DAS CONSEQUÊNCIAS DA NÃO APLICAÇÃO DO PARÁGRAFO 4º DO ARTIGO 394 DO CÓDIGO DE PROCESSO PENAL AO RITO DA LEI 11.343/2006
Entendemos que a não aplicação do disposto no parágrafo 4º do artigo 394 do Código de Processo Penal, ocasionará nulidade absoluta do processo, pois haverá a violação aos princípios constitucionais do devido processo legal, do contraditório e da ampla defesa, consoante incisos LIV e LV do artigo 5º da Constituição Federal.
Nesse sentido, temos a posição da desembargadora Sandra de Santis [25], do Tribunal de Justiça do Distrito Federal:
HABEAS CORPUS - TRÁFICO DE DROGAS - RESPOSTA À ACUSAÇÃO - PEÇA INDISPENSÁVEL - ILEGALIDADE NO INDEFERIMENTO DA PROVA - OFENSA AO PRINCÍPIO DO CONTRADITÓRIO E DA AMPLA DEFESA.
I. A RECENTE REFORMA DO PROCESSO PENAL TORNOU A REPOSTA À ACUSAÇÃO PEÇA INDISPENSÁVEL À VALIDADE DO PROCESSO, AO CONTRÁRIO DA ANTIGA DEFESA PRÉVIA, QUE ERA FACULTATIVA. É VEDADA, SOB PENA DE NULIDADE ABSOLUTA, A CONCLUSÃO DOS AUTOS PARA DECISÃO PREVISTA NO ART. 397 DO CPP SEM A RESPOSTA À ACUSAÇÃO.
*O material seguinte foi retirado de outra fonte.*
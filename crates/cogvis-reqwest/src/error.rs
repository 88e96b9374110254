//! Error types for the reqwest transport.

use thiserror::Error;

/// Result type alias for reqwest operations.
pub type Result<T, E = Error> = std::result::Result<T, E>;

/// Error type for reqwest operations.
///
/// Converted into [`cogvis_core::Error`] at the provider boundary.
#[derive(Debug, Error)]
pub enum Error {
    /// HTTP request failed.
    #[error("HTTP error: {0}")]
    Reqwest(#[from] reqwest::Error),
    /// Serialization error.
    #[error("Serialization error: {0}")]
    Serde(#[from] serde_json::Error),
    /// Endpoint URL could not be built.
    #[error("Invalid endpoint: {0}")]
    Url(#[from] url::ParseError),
    /// Header value could not be encoded.
    #[error("Invalid header value: {0}")]
    Header(#[from] reqwest::header::InvalidHeaderValue),
}

impl From<Error> for cogvis_core::Error {
    fn from(err: Error) -> Self {
        match err {
            Error::Reqwest(e) => {
                if e.is_timeout() {
                    cogvis_core::Error::timeout()
                        .with_message(e.to_string())
                        .with_source(e)
                } else if e.is_connect() {
                    cogvis_core::Error::network_error()
                        .with_message("Connection failed")
                        .with_source(e)
                } else if e.is_builder() {
                    cogvis_core::Error::internal_error()
                        .with_message(e.to_string())
                        .with_source(e)
                } else {
                    cogvis_core::Error::network_error()
                        .with_message(e.to_string())
                        .with_source(e)
                }
            }
            Error::Serde(e) => cogvis_core::Error::serialization()
                .with_message(e.to_string())
                .with_source(e),
            Error::Url(e) => cogvis_core::Error::configuration()
                .with_message(e.to_string())
                .with_source(e),
            Error::Header(e) => cogvis_core::Error::configuration()
                .with_message("Subscription key is not a valid header value")
                .with_source(e),
        }
    }
}
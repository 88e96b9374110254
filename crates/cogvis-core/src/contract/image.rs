//! Image inputs accepted by the service.

use std::path::Path;

use bytes::Bytes;
use serde::{Deserialize, Serialize};
use url::Url;

use crate::{Error, Result};

/// Largest thumbnail edge the service accepts, in pixels.
pub const MAX_THUMBNAIL_EDGE: u32 = 1024;

/// Image submitted to the service.
///
/// A URL is sent as a JSON body `{"url": "..."}` and must be publicly
/// reachable by the service; raw bytes are sent as
/// `application/octet-stream`.
#[derive(Debug, Clone, PartialEq, Eq)]
pub enum ImageSource {
    /// Publicly reachable image URL.
    Url(Url),
    /// Encoded image bytes (JPEG, PNG, GIF or BMP).
    Bytes(Bytes),
}

impl ImageSource {
    /// Creates a source from an image URL.
    ///
    /// # Errors
    ///
    /// Returns an invalid input error if the URL cannot be parsed.
    pub fn from_url(url: &str) -> Result<Self> {
        let url = Url::parse(url).map_err(|e| {
            Error::invalid_input()
                .with_message(format!("Invalid image URL '{url}'"))
                .with_source(e)
        })?;
        Ok(Self::Url(url))
    }

    /// Creates a source from encoded image bytes.
    pub fn from_bytes(bytes: impl Into<Bytes>) -> Self {
        Self::Bytes(bytes.into())
    }

    /// Reads an image file into a byte source.
    ///
    /// # Errors
    ///
    /// Returns an error if the file cannot be read or is empty.
    pub async fn from_file(path: impl AsRef<Path>) -> Result<Self> {
        let path = path.as_ref();
        let bytes = tokio::fs::read(path).await.map_err(|e| {
            Error::invalid_input()
                .with_message(format!("Failed to read image '{}'", path.display()))
                .with_source(e)
        })?;

        if bytes.is_empty() {
            return Err(Error::invalid_input()
                .with_message(format!("Image '{}' is empty", path.display())));
        }

        Ok(Self::Bytes(bytes.into()))
    }

    /// Returns the request body size in bytes, if known up front.
    pub fn len(&self) -> Option<usize> {
        match self {
            Self::Url(_) => None,
            Self::Bytes(bytes) => Some(bytes.len()),
        }
    }

    /// Returns `true` for a byte source without content.
    pub fn is_empty(&self) -> bool {
        self.len() == Some(0)
    }

    /// Returns a short label used in logs.
    pub fn kind(&self) -> &'static str {
        match self {
            Self::Url(_) => "url",
            Self::Bytes(_) => "bytes",
        }
    }
}

impl From<Url> for ImageSource {
    fn from(url: Url) -> Self {
        Self::Url(url)
    }
}

impl From<Bytes> for ImageSource {
    fn from(bytes: Bytes) -> Self {
        Self::Bytes(bytes)
    }
}

impl From<Vec<u8>> for ImageSource {
    fn from(bytes: Vec<u8>) -> Self {
        Self::Bytes(bytes.into())
    }
}

/// Parameters of `/generateThumbnail`.
#[derive(Debug, Clone, Copy, PartialEq, Eq, Serialize, Deserialize)]
pub struct ThumbnailRequest {
    /// Thumbnail width in pixels.
    pub width: u32,
    /// Thumbnail height in pixels.
    pub height: u32,
    /// Crop around the region of interest instead of the center.
    pub smart_cropping: bool,
}

impl ThumbnailRequest {
    /// Creates a thumbnail request with smart cropping enabled.
    pub fn new(width: u32, height: u32) -> Self {
        Self {
            width,
            height,
            smart_cropping: true,
        }
    }

    /// Sets whether smart cropping is used.
    #[must_use]
    pub fn with_smart_cropping(mut self, smart_cropping: bool) -> Self {
        self.smart_cropping = smart_cropping;
        self
    }

    /// Validates the dimensions against the service limits.
    ///
    /// # Errors
    ///
    /// Returns an invalid input error if an edge is zero or exceeds
    /// [`MAX_THUMBNAIL_EDGE`].
    pub fn validate(&self) -> Result<()> {
        let valid = 1..=MAX_THUMBNAIL_EDGE;
        if !valid.contains(&self.width) || !valid.contains(&self.height) {
            return Err(Error::invalid_input().with_message(format!(
                "Thumbnail size {}x{} is invalid, edges must be between 1 and {MAX_THUMBNAIL_EDGE}",
                self.width, self.height
            )));
        }
        Ok(())
    }
}
//! Poll session failures.

use thiserror::Error;
use tokio::task::JoinError;

use crate::{Error, ErrorKind};

/// Reasons a poll session ends without a terminal result.
///
/// A `Failed` status reported by the service is not one of them: it is
/// returned as a regular [`TextOperationResult`](crate::contract::TextOperationResult)
/// and callers inspect its status.
#[derive(Debug, Error)]
pub enum PollError {
    /// A status query failed; it is never retried.
    #[error("status query failed: {0}")]
    Transport(#[source] Error),

    /// The attempt budget ran out while the operation was still pending.
    #[error("operation still pending after {attempts} status queries (max attempts {max_attempts})")]
    Timeout {
        /// Number of status queries issued.
        attempts: u32,
        /// Budget of the policy that was exhausted.
        max_attempts: u32,
    },

    /// The caller cancelled the session.
    #[error("polling cancelled after {attempts} status queries")]
    Cancelled {
        /// Number of status queries issued before cancellation.
        attempts: u32,
    },

    /// The task running a spawned session panicked or was shut down.
    #[error("recognition task did not complete: {0}")]
    Aborted(#[source] JoinError),
}

impl PollError {
    /// Returns `true` if the attempt budget ran out.
    #[must_use]
    pub fn is_timeout(&self) -> bool {
        matches!(self, Self::Timeout { .. })
    }

    /// Returns `true` if the caller cancelled the session.
    #[must_use]
    pub fn is_cancelled(&self) -> bool {
        matches!(self, Self::Cancelled { .. })
    }

    /// Returns `true` if the task running the session died.
    #[must_use]
    pub fn is_aborted(&self) -> bool {
        matches!(self, Self::Aborted(_))
    }

    /// Returns the underlying transport error, if any.
    pub fn transport(&self) -> Option<&Error> {
        match self {
            Self::Transport(error) => Some(error),
            _ => None,
        }
    }

    /// Returns the number of status queries issued, when known.
    pub fn attempts(&self) -> Option<u32> {
        match self {
            Self::Transport(_) | Self::Aborted(_) => None,
            Self::Timeout { attempts, .. } | Self::Cancelled { attempts } => Some(*attempts),
        }
    }

    /// Classifies the failure with the crate-wide error kinds.
    pub fn kind(&self) -> ErrorKind {
        match self {
            Self::Transport(error) => error.kind,
            Self::Timeout { .. } => ErrorKind::Timeout,
            Self::Cancelled { .. } => ErrorKind::Unknown,
            Self::Aborted(_) => ErrorKind::InternalError,
        }
    }
}

impl From<Error> for PollError {
    fn from(error: Error) -> Self {
        Self::Transport(error)
    }
}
II. EVENTUAL INTEMPESTIVIDADE DO OFERECIMENTO DA DEFESA NÃO OBSTA A ANÁLISE QUE PODERÁ LEVAR INCLUSIVE À ABSOLVIÇÃO SUMÁRIA. CASO NÃO SEJA APRESENTADA RESPOSTA NO PRAZO LEGAL, O JUIZ NOMEARÁ DEFENSOR PARA OFERECÊ-LA. INTELIGÊNCIA DO ART. 396-A DO CPP.
III. ORDEM CONCEDIDA.
Em sentido contrário, entendendo que, no caso em tela há nulidade relativa, sendo indispensável a demonstração do efetivo prejuízo sofrido pela defesa, temosa posição do desembargador Marco Antônio Ribeiro de Oliveira [26], do Tribunal de Justiça do estado do Rio Grande do Sul:
TRÁFICO DE DROGAS. CONDENAÇÃO. APELO DEFENSIVO. PRELIMINARES. NULIDADE DO PROCESSO. INOBSERVÂNCIA DOS ARTS. 396 E 394, § 4º, AMBOS DO CÓDIGO DE PROCESSO PENAL. INOCORRÊNCIA. A aplicação apenas do procedimento especial previsto na Lei de Drogas, sem observância dos arts. 396 e 394, § 4º, ambos do Código de Processo Penal, em princípio, não acarreta qualquer nulidade, a não ser que o defensor comprove eventual prejuízo suportado pelo réu, o que não é o caso (...)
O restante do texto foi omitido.